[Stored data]
>>>>>
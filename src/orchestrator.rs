//! Region orchestration.
//!
//! Every region is fetched and resolved by its own task, at most
//! `max_concurrent_regions` at a time. Tasks hand back self-contained
//! fragments; only the orchestrator touches the run's [`Graph`], merging one
//! fragment at a time as tasks finish.

use serde::{Deserialize, Serialize};
use std::collections::HashSet;
use std::sync::Arc;
use tokio::sync::Semaphore;
use tokio::task::JoinSet;
use tokio_util::sync::CancellationToken;
use tracing::{debug, info, warn};

use crate::errors::{FetchError, GraphError, RunError};
use crate::fetcher::ResourceFetcher;
use crate::graph::{Graph, GraphFragment};
use crate::inventory::RegionResources;
use crate::relationships::{resolve_region, RegionResolution, ResolveOptions, ResolveStats};

pub const DEFAULT_MAX_CONCURRENT_REGIONS: usize = 4;

#[derive(Serialize, Deserialize, Clone, Copy, Debug, PartialEq, Eq)]
#[serde(default)]
pub struct RunOptions {
    pub max_concurrent_regions: usize,
    #[serde(flatten)]
    pub resolve: ResolveOptions,
}

impl Default for RunOptions {
    fn default() -> Self {
        Self {
            max_concurrent_regions: DEFAULT_MAX_CONCURRENT_REGIONS,
            resolve: ResolveOptions::default(),
        }
    }
}

#[derive(Serialize, Deserialize, Clone, Debug, PartialEq, Eq)]
pub struct RegionFailure {
    pub region: String,
    pub reason: String,
}

#[derive(Serialize, Deserialize, Clone, Debug, Default)]
pub struct RunReport {
    pub graph: Graph,
    pub failed_regions: Vec<RegionFailure>,
    pub cancelled: bool,
    pub stats: ResolveStats,
}

enum RegionTaskError {
    Fetch(FetchError),
    Graph(GraphError),
    Cancelled,
    Panicked(String),
}

struct RegionOutcome {
    region: String,
    result: Result<RegionResolution, RegionTaskError>,
}

pub struct Orchestrator {
    fetcher: Arc<dyn ResourceFetcher>,
    options: RunOptions,
}

impl Orchestrator {
    pub fn new(fetcher: Arc<dyn ResourceFetcher>, options: RunOptions) -> Self {
        Self { fetcher, options }
    }

    /// Builds the graph for `regions`, or every region the fetcher knows.
    ///
    /// Credential failures and graph invariant violations abort the run.
    /// Region fetch failures leave that region empty and are listed in the
    /// report. After `cancel` fires no further region starts; fragments
    /// already merged are kept.
    pub async fn run(
        &self,
        name: &str,
        regions: Option<Vec<String>>,
        cancel: CancellationToken,
    ) -> Result<RunReport, RunError> {
        self.fetcher.verify_session().await?;

        let regions = match regions {
            Some(regions) => regions,
            None => self.fetcher.list_regions().await?,
        };
        let regions = unique_regions(regions);
        info!(
            "Resolving {} regions, {} at a time",
            regions.len(),
            self.options.max_concurrent_regions.max(1)
        );

        let mut report = RunReport {
            graph: Graph::new(name),
            ..Default::default()
        };
        let semaphore = Arc::new(Semaphore::new(self.options.max_concurrent_regions.max(1)));
        let mut tasks = JoinSet::new();

        for region in &regions {
            if cancel.is_cancelled() {
                break;
            }
            tasks.spawn(resolve_region_task(
                self.fetcher.clone(),
                region.clone(),
                self.options.resolve,
                semaphore.clone(),
                cancel.clone(),
            ));
        }

        loop {
            let joined = tokio::select! {
                biased;
                _ = cancel.cancelled() => {
                    warn!("Run cancelled, abandoning {} region task(s)", tasks.len());
                    tasks.abort_all();
                    report.cancelled = true;
                    break;
                }
                joined = tasks.join_next() => joined,
            };
            let Some(joined) = joined else {
                break;
            };

            let outcome = match joined {
                Ok(outcome) => outcome,
                Err(e) if e.is_cancelled() => continue,
                Err(e) => return Err(RunError::Task(e.to_string())),
            };

            match outcome.result {
                Ok(resolution) => {
                    debug!("Region {} finished", outcome.region);
                    report.stats.absorb(&resolution.stats);
                    report.graph.merge(resolution.fragment)?;
                }
                Err(RegionTaskError::Fetch(e)) if e.is_fatal() => {
                    tasks.abort_all();
                    return Err(e.into());
                }
                Err(RegionTaskError::Fetch(e)) => {
                    warn!("Skipping region {}: {}", outcome.region, e);
                    report.failed_regions.push(RegionFailure {
                        region: outcome.region.clone(),
                        reason: e.to_string(),
                    });
                    report.graph.merge(GraphFragment::new(&outcome.region))?;
                }
                Err(RegionTaskError::Graph(e)) => {
                    tasks.abort_all();
                    return Err(e.into());
                }
                Err(RegionTaskError::Panicked(reason)) => {
                    tasks.abort_all();
                    return Err(RunError::Task(format!("{}: {}", outcome.region, reason)));
                }
                Err(RegionTaskError::Cancelled) => {
                    report.cancelled = true;
                }
            }
        }

        report.graph.sort_by_regions(&regions);
        report
            .graph
            .verify_graph_integrity()
            .map_err(GraphError::Integrity)?;

        info!(
            "Run finished: {} ({} failed regions{})",
            report.graph.stats(),
            report.failed_regions.len(),
            if report.cancelled { ", cancelled" } else { "" }
        );
        Ok(report)
    }
}

/// Drops repeated regions, keeping the first occurrence.
fn unique_regions(regions: Vec<String>) -> Vec<String> {
    let mut seen = HashSet::new();
    regions
        .into_iter()
        .filter(|region| {
            let first = seen.insert(region.clone());
            if !first {
                warn!("Region {} listed more than once, resolving it once", region);
            }
            first
        })
        .collect()
}

async fn resolve_region_task(
    fetcher: Arc<dyn ResourceFetcher>,
    region: String,
    options: ResolveOptions,
    semaphore: Arc<Semaphore>,
    cancel: CancellationToken,
) -> RegionOutcome {
    let result = fetch_and_resolve(fetcher, &region, options, semaphore, cancel).await;
    RegionOutcome { region, result }
}

async fn fetch_and_resolve(
    fetcher: Arc<dyn ResourceFetcher>,
    region: &str,
    options: ResolveOptions,
    semaphore: Arc<Semaphore>,
    cancel: CancellationToken,
) -> Result<RegionResolution, RegionTaskError> {
    let _permit = tokio::select! {
        biased;
        _ = cancel.cancelled() => return Err(RegionTaskError::Cancelled),
        permit = semaphore.acquire_owned() => permit.map_err(|_| RegionTaskError::Cancelled)?,
    };

    debug!("Fetching region {}", region);
    let inventory = tokio::select! {
        biased;
        _ = cancel.cancelled() => return Err(RegionTaskError::Cancelled),
        inventory = fetcher.fetch_region(region) => inventory.map_err(RegionTaskError::Fetch)?,
    };

    let region = region.to_string();
    tokio::task::spawn_blocking(move || {
        let resources = RegionResources::from_inventory(&region, &inventory);
        resolve_region(&resources, &options)
    })
    .await
    .map_err(|e| RegionTaskError::Panicked(e.to_string()))?
    .map_err(RegionTaskError::Graph)
}

#[cfg(test)]
mod tests {
    use super::*;

    #[test]
    fn test_run_options_defaults() {
        let options = RunOptions::default();
        assert_eq!(options.max_concurrent_regions, 4);
        assert_eq!(options.resolve, ResolveOptions::default());
    }

    #[test]
    fn test_run_options_from_yaml() {
        let options: RunOptions = serde_yaml::from_str(
            "max_concurrent_regions: 2\nport_policy: PerRuleSet\nchain_style: Full\n",
        )
        .unwrap();
        assert_eq!(options.max_concurrent_regions, 2);
        assert_eq!(
            options.resolve.port_policy,
            crate::rules::PortPolicy::PerRuleSet
        );
        assert_eq!(
            options.resolve.chain_style,
            crate::relationships::ChainStyle::Full
        );
    }

    #[test]
    fn test_unique_regions_keeps_first_occurrence() {
        let regions = vec![
            "eu-west-1".to_string(),
            "us-east-1".to_string(),
            "eu-west-1".to_string(),
        ];
        assert_eq!(unique_regions(regions), vec!["eu-west-1", "us-east-1"]);
    }

    #[test]
    fn test_run_options_partial_yaml() {
        let options: RunOptions = serde_yaml::from_str("chain_style: Full\n").unwrap();
        assert_eq!(options.max_concurrent_regions, 4);
    }
}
<<<<<
** What the task asks **
Whichever lines of the records above hold the word "inventory" should all be copied out.

** Expected answer **
use crate::inventory::RegionResources;
    let inventory = tokio::select! {
        inventory = fetcher.fetch_region(region) => inventory.map_err(RegionTaskError::Fetch)?,
        let resources = RegionResources::from_inventory(&region, &inventory);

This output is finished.